▶ _TRY IT_: Within the data below, find the string "weighted" and return each line where it occurs.

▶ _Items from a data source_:
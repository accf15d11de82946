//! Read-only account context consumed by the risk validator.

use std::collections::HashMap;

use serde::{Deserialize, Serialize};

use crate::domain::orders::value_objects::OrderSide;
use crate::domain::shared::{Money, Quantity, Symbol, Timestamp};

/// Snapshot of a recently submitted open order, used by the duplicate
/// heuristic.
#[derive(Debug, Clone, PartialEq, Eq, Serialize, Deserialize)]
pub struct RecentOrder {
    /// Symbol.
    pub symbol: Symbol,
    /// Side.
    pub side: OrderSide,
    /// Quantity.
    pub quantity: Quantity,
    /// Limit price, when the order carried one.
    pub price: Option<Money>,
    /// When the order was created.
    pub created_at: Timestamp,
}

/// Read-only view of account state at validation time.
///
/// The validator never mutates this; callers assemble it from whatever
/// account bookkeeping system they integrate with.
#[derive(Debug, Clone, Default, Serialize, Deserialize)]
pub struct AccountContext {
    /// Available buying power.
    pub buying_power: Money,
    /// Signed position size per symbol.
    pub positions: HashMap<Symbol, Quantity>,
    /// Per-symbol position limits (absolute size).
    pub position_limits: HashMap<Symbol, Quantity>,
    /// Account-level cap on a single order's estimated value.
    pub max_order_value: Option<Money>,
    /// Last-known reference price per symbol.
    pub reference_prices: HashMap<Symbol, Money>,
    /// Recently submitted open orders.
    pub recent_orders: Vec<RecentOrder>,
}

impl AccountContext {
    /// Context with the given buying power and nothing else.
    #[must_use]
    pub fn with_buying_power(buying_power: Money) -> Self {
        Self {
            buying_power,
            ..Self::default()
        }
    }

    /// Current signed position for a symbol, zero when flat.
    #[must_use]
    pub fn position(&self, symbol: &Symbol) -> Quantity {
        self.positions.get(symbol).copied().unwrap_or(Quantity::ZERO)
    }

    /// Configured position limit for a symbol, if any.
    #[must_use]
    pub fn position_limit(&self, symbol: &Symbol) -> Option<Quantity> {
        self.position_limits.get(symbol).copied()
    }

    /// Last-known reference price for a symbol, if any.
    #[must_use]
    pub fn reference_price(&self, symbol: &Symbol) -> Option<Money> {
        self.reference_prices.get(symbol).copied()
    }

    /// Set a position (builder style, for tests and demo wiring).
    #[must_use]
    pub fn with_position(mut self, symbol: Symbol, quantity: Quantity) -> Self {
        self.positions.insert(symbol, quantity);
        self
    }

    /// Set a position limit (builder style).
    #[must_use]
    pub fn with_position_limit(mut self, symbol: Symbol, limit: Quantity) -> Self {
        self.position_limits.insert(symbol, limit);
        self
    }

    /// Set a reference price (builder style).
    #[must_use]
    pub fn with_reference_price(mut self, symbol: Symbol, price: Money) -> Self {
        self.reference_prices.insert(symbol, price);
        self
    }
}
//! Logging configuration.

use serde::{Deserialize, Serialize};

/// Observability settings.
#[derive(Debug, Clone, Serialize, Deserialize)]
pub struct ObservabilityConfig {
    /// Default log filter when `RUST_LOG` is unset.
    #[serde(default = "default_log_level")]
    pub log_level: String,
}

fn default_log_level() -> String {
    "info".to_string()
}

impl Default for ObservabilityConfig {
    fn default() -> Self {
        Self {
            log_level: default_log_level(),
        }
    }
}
---
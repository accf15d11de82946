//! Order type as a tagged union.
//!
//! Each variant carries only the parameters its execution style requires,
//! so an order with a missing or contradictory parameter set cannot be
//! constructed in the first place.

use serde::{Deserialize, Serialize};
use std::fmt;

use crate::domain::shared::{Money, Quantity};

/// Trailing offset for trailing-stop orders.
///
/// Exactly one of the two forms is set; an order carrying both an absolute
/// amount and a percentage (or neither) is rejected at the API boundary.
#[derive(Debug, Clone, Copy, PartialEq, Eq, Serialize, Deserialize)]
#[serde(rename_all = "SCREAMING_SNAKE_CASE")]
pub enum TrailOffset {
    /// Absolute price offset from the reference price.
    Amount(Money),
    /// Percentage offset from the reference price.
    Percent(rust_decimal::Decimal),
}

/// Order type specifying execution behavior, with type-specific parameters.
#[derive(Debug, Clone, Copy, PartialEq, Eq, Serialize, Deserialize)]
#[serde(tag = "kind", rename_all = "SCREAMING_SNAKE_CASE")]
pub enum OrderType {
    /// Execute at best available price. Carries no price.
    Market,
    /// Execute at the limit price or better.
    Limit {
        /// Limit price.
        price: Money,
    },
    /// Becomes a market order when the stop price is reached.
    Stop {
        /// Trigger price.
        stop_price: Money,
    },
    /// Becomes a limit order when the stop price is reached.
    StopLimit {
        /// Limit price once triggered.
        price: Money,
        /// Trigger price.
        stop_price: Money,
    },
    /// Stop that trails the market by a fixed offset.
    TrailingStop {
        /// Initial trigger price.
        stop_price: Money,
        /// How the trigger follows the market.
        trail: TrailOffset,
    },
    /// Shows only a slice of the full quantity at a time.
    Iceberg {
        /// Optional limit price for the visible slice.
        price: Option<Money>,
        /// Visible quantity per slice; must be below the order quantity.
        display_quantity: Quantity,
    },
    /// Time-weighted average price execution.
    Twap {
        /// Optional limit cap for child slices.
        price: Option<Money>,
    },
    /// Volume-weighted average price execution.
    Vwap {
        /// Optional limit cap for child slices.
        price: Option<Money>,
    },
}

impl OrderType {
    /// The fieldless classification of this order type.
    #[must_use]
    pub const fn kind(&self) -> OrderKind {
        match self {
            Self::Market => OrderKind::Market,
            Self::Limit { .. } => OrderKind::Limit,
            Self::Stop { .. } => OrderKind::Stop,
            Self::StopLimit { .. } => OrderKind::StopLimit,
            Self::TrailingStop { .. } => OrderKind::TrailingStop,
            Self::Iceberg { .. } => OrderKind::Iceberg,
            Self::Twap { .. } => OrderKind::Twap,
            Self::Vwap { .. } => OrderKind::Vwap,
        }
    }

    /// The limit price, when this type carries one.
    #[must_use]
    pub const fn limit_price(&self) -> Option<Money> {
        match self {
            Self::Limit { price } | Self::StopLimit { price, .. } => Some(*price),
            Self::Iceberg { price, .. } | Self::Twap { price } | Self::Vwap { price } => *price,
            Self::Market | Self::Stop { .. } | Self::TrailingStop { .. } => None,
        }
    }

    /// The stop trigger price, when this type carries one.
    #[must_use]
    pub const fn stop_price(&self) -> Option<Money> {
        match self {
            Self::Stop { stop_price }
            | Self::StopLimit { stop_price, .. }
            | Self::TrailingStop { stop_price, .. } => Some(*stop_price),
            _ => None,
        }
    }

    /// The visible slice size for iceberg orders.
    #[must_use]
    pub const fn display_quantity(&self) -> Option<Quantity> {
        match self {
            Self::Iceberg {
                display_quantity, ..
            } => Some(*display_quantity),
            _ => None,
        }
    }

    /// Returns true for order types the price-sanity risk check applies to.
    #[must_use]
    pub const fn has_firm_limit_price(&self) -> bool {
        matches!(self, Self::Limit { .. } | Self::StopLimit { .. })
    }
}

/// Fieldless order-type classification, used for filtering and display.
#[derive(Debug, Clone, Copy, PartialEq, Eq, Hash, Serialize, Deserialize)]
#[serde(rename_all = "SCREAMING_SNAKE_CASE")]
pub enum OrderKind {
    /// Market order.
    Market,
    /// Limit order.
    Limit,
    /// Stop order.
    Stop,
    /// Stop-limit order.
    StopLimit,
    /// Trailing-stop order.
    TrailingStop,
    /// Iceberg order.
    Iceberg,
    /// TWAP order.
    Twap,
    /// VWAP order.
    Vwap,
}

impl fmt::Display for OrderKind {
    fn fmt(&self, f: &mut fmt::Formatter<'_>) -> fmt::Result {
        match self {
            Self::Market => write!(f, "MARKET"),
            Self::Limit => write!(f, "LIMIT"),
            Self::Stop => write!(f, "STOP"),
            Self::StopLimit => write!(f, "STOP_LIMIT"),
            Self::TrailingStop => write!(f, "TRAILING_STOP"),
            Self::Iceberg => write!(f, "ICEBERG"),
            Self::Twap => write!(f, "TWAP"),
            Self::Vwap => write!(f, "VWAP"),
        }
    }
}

▶ _RESULT FOR THIS TASK_:
    /// Time-weighted average price execution.
    /// Volume-weighted average price execution.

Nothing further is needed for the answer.